Beverages containing caffeine, such as coffee, tea, soft drinks and energy drinks enjoy great popularity. Caffeine is the world's most widely consumed psychoactive substance, but unlike many other psychoactive substances it is legal and unregulated in nearly all jurisdictions. In North America, 90% of adults consume caffeine daily. The U.S. Food and Drug Administration lists caffeine as a "Multiple Purpose Generally Recognized as Safe Food Substance".

Excessive intake of caffeine can result in restlessness, insomnia, and heart irregularities. The effects of caffeine vary from person to person, as people excrete it at different rates. Physical dependence and unpleasant symptoms upon withdrawal (headache, fatigue and depression) are common in regular caffeine users.

A study of effect of caffeine in human heart rate will be very valuable. However, there are many difficulties in conducting an experiment that involves human as “guinea pig”. Thus, an alternative is to use a model organism to represent human. The results of the experiment can then be used as a reference to the effect of caffeine on human. Daphnia are selected as the model as they can be easily handled in many ways in the investigation.

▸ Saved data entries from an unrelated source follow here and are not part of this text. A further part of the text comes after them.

//! Per-command configuration

use nloss_core::consts::{DEFAULT_SLOT, SLOT_COUNT};
use nloss_core::{Dimensions, NlossError, NlossResult};
use nloss_transform::Axis;

/// Parameters of a single command invocation.
///
/// Values are stored as given by the caller and validated when a command
/// resolves them, so one bad flag is reported as `InvalidParameter` rather
/// than silently adjusted.
#[derive(Debug, Clone, PartialEq, Eq)]
pub struct CommandConfig {
    /// Image slot the command operates on
    pub slot: i64,
    /// Block width for vertical passes and tiles (default: image width)
    pub block_width: Option<i64>,
    /// Block height for horizontal passes and tiles (default: image height)
    pub block_height: Option<i64>,
    pub axis: Axis,
    /// Step or threshold for quantize and cutoff
    pub size: Option<i64>,
}

impl Default for CommandConfig {
    fn default() -> Self {
        Self {
            slot: DEFAULT_SLOT as i64,
            block_width: None,
            block_height: None,
            axis: Axis::default(),
            size: None,
        }
    }
}

impl CommandConfig {
    pub fn new() -> Self {
        Self::default()
    }

    pub fn slot(mut self, slot: i64) -> Self {
        self.slot = slot;
        self
    }

    pub fn block_width(mut self, block_width: i64) -> Self {
        self.block_width = Some(block_width);
        self
    }

    pub fn block_height(mut self, block_height: i64) -> Self {
        self.block_height = Some(block_height);
        self
    }

    pub fn axis(mut self, axis: Axis) -> Self {
        self.axis = axis;
        self
    }

    pub fn size(mut self, size: i64) -> Self {
        self.size = Some(size);
        self
    }

    /// The slot as a bank index
    pub fn slot_index(&self) -> NlossResult<usize> {
        usize::try_from(self.slot)
            .ok()
            .filter(|&slot| slot < SLOT_COUNT)
            .ok_or_else(|| {
                NlossError::InvalidParameter(format!(
                    "slot {} out of range (0 - {})",
                    self.slot,
                    SLOT_COUNT - 1
                ))
            })
    }

    /// Block width and height, defaulting to the full image extent
    pub fn resolve_blocks(&self, dims: Dimensions) -> NlossResult<(usize, usize)> {
        let width = positive_or(self.block_width, dims.width, "block width")?;
        let height = positive_or(self.block_height, dims.height, "block height")?;
        Ok((width, height))
    }

    /// The mandatory positive size parameter
    pub fn required_size(&self) -> NlossResult<f64> {
        match self.size {
            None => Err(NlossError::invalid_parameter("size not given")),
            Some(size) if size <= 0 => Err(NlossError::InvalidParameter(format!(
                "size must be positive, got {}",
                size
            ))),
            Some(size) => Ok(size as f64),
        }
    }
}

fn positive_or(value: Option<i64>, default: usize, what: &str) -> NlossResult<usize> {
    let resolved = match value {
        Some(v) if v <= 0 => {
            return Err(NlossError::InvalidParameter(format!(
                "{} must be positive, got {}",
                what, v
            )))
        }
        Some(v) => usize::try_from(v)
            .map_err(|_| NlossError::InvalidParameter(format!("{} too large: {}", what, v)))?,
        None => default,
    };
    if resolved == 0 {
        return Err(NlossError::InvalidParameter(format!(
            "{} must be positive for an empty image",
            what
        )));
    }
    Ok(resolved)
}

Daphnia sp. are small, planktonic crustaceans. They, between 0.2 to 5mm in length, are common freshwater cladocerans, often classified with other tiny crustaceans as “microcrustaceans.” Cladocerans are commonly known as water fleas not only due to their salutatory swimming style, but also because of their resemblance to real fleas, though real fleas are insects and share only an extremely distant common ancestry with Daphnia, since both crustaceans and insects are arthropods. Most species in the Order Cladocera are freshwater species, although there are some marine species. The classification of Cladocera is as an order within the Subclass Diplostraca within the Class Branchiopoda within the Subphylum Crustacea. All species of Daphnia occur in different strains - sometimes the same species can look completely different, both in terms of size and shape, depending on its origin, and environmental factors at that location. There are approximately 150 known species in North America, and a similar number in Europe (many of these species are found on both continents, either through accidental introduction by man, or nature). Many foreign species have been introduced to America and Europe from Asia and Africa (the most notorious of which is Daphnia lumholtzi, which is native to Africa). It is not uncommon to collect 20 or more species in one small area of lake bottom! Daphnia sp. live in various aquatic environments ranging from acidic swamps to freshwater lakes, ponds, streams and rivers.

The figure below shows the anatomy of a typical Daphnia sp.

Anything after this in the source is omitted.